The specific approaches used per survey can be found in Table 1. The recruitment strategies were continuously adapted in order to try to keep participation high and to attract a sample diverse in terms of socio-demographic characteristics. Materials, such as visuals, social media messages and e-mails, were developed together with internal communication experts.

In order to partly correct for bias associated with this sampling and recruitment strategy, post-stratification weights were applied in the analysis of the data. For what concerns sex, age group and province, information on the composition of the population on January 1st, 2019 as calculated by Statbel, the Belgian Statistical Office, was used. To address unequal participation by educational level, weights were adapted according to the information on educational level collected in the context of the Labor Force Survey 2018 [46]. Two educational levels were distinguished: “higher secondary education or lower” and “higher education”. For topics related to COVID-19 vaccination, specific weights were used taking into account the vaccination status of the population at the moment of the survey.

Web questionnaire

Design

All surveys were developed using LimeSurvey® version 3. This is an open source tool that makes it possible to create large-scale sophisticated surveys in a short period of time. The mean completion time of the COVID-19 health surveys ranged between 11 minutes and 20 seconds (eighth survey) and 17 minutes and 27 seconds (fifth survey). The questionnaires could be completed in the three national languages of Belgium (Dutch, French and German) and in English.

Content

The questionnaires were developed in consultation with public health experts and policy makers. As much as possible validated instruments were used, such as the ones included in the national health interview survey of 2018. An overview of the health themes covered in the different COVID-19 health surveys is provided in Table 1. Overall, there were five broad domains included in the COVID-19 health surveys, with the two first domains being considered as the core.
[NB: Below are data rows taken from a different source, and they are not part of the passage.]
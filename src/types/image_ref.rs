// ABOUTME: Container image reference parsing and validation.
// ABOUTME: Validates name/tag pairs before they reach a daemon pull, push, or create.

use std::fmt;
use thiserror::Error;

#[derive(Debug, Error)]
pub enum ParseImageRefError {
    #[error("image reference cannot be empty")]
    Empty,

    #[error("invalid character in image reference: {0}")]
    InvalidChar(char),

    #[error("invalid image reference format: {0}")]
    InvalidFormat(String),
}

/// A validated `[registry/]name[:tag][@digest]` reference.
#[derive(Debug, Clone, PartialEq, Eq)]
pub struct ImageRef {
    registry: Option<String>,
    name: String,
    tag: Option<String>,
    digest: Option<String>,
}

impl ImageRef {
    pub fn parse(input: &str) -> Result<Self, ParseImageRefError> {
        let input = input.trim();
        if input.is_empty() {
            return Err(ParseImageRefError::Empty);
        }

        if let Some(c) = input.chars().find(|c| !is_reference_char(*c)) {
            return Err(ParseImageRefError::InvalidChar(c));
        }

        let (without_digest, digest) = match input.split_once('@') {
            Some((before, after)) if !after.is_empty() => (before, Some(after.to_string())),
            Some(_) => return Err(ParseImageRefError::InvalidFormat(input.to_string())),
            None => (input, None),
        };

        // A colon followed by a slash belongs to a registry port, not a tag.
        let (without_tag, tag) = match without_digest.rsplit_once(':') {
            Some((_, after)) if after.contains('/') => (without_digest, None),
            Some((_, "")) => return Err(ParseImageRefError::InvalidFormat(input.to_string())),
            Some((before, after)) => (before, Some(after.to_string())),
            None => (without_digest, None),
        };

        let (registry, name) = Self::parse_registry_and_name(without_tag)?;

        let tag = match (&tag, &digest) {
            (None, None) => Some("latest".to_string()),
            _ => tag,
        };

        Ok(Self {
            registry,
            name,
            tag,
            digest,
        })
    }

    /// Build a reference from the `name` + `tag` pair used by the HTTP and
    /// WebSocket requests. An empty tag means `latest`.
    pub fn from_parts(name: &str, tag: &str) -> Result<Self, ParseImageRefError> {
        let tag = tag.trim();
        if tag.is_empty() {
            Self::parse(name)
        } else {
            Self::parse(&format!("{}:{}", name.trim(), tag))
        }
    }

    fn parse_registry_and_name(
        input: &str,
    ) -> Result<(Option<String>, String), ParseImageRefError> {
        if input.is_empty() || input.starts_with('/') || input.ends_with('/') {
            return Err(ParseImageRefError::InvalidFormat(input.to_string()));
        }

        // The first component is a registry if it looks like a host.
        match input.split_once('/') {
            None => Ok((None, input.to_string())),
            Some((first, rest))
                if first.contains('.') || first.contains(':') || first == "localhost" =>
            {
                Ok((Some(first.to_string()), rest.to_string()))
            }
            Some(_) => Ok((None, input.to_string())),
        }
    }

    pub fn registry(&self) -> Option<&str> {
        self.registry.as_deref()
    }

    pub fn name(&self) -> &str {
        &self.name
    }

    pub fn tag(&self) -> Option<&str> {
        self.tag.as_deref()
    }

    pub fn digest(&self) -> Option<&str> {
        self.digest.as_deref()
    }

    /// Registry and name without tag or digest, as the push endpoint expects.
    pub fn repository(&self) -> String {
        match self.registry {
            Some(ref registry) => format!("{}/{}", registry, self.name),
            None => self.name.clone(),
        }
    }
}

fn is_reference_char(c: char) -> bool {
    c.is_ascii_alphanumeric() || matches!(c, '/' | ':' | '.' | '-' | '_' | '@')
}

impl fmt::Display for ImageRef {
    fn fmt(&self, f: &mut fmt::Formatter<'_>) -> fmt::Result {
        write!(f, "{}", self.repository())?;
        if let Some(ref tag) = self.tag {
            write!(f, ":{}", tag)?;
        }
        if let Some(ref digest) = self.digest {
            write!(f, "@{}", digest)?;
        }
        Ok(())
    }
}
  • The indirect effects of the COVID-19 crisis on various aspects of health (mental health, social health, health related behaviors and health care consumption).

  • Preventive measures taken to reduce the number of transmissions.

  • The direct impact of the COVID-19 virus on health (contraction of COVID-19 and its consequences).

  • The indirect effects of the COVID-19 crisis on other life domains (e.g. financial and work situation)

  • Various aspects that may have influenced the above mentioned outcomes (e.g. education level, employment situation, income, presence of chronic diseases and personality characteristics).

Results

Participation & sample composition

Figure 1 displays the total number of participants per survey and gives an overview of the cumulative number of people that completed the survey per day. A participant was defined as a person who agreed with the informed consent and completed minimally the questions on birth year, sex and postal code. Two general trends can be identified. Firstly, the participation decreased consistently over time. The highest participation was reached in the early days of the crisis in Belgium (surveys 1 and 2). The only exception to the decreasing trend was the ninth survey which was organized between 13 and 23 December 2021 and had more participants than the sixth till the eighth survey. A second general trend is that the majority of participants completed the survey within two days after the launch of the survey (>60%). The only exception is the second survey where a large share of the participants completed the survey on the third day too.

Fig. 1
figure 1

Number of participants by completion day per survey, COVID-19 health surveys, Belgium 2020-2022

Table 2 shows the unweighted sample distribution of the surveys versus the population distribution in terms of sex, age group, education level and region. It also presents the distribution among participants who completed at least 5 surveys and provided consent to link their data collected in the different surveys. This group of people can be followed-up longitudinally and is called the “cohort”.

Table 2 Unweighted sample distribution of the surveys versus population distribution, COVID-19 health surveys, Belgium 2020-2022

The distribution by sex was the least favorable in the first two surveys (with about 32% males versus 68% females). The sex balance was slightly better in the next surveys and among the cohort participants. The distribution, however, remained highly different from the distribution in the Belgian population (49% males versus 51% females). When assessing the age distributions, some general trends can be observed. In the first survey, there was, compared to the general population distribution, an underrepresentation of the youngest (18-24 years) and the two oldest age groups (65-74 years, 75+ years) and an overrepresentation of the age groups between 25 and 64 years, notably of the age group 35-44 years. Throughout the next editions of the survey, there was a decline in the number of participants from the younger age groups between 18 and 44 years. An exception to this general trend occurred in the seventh and eighth survey where there was an increase in the young participants between 18 and 24 years. The proportional number of participants between 55 and 74 years old increased throughout the surveys. In all COVID-19 health surveys, there was an underrepresentation of the youngest (18-24 years) and oldest age groups (75+). When comparing the distribution of the cohort participants with the distribution in the general population, we observe an underrepresentation of the youngest (18-34 years) and oldest age groups (75+ years) and an overrepresentation of the 45-74 year olds.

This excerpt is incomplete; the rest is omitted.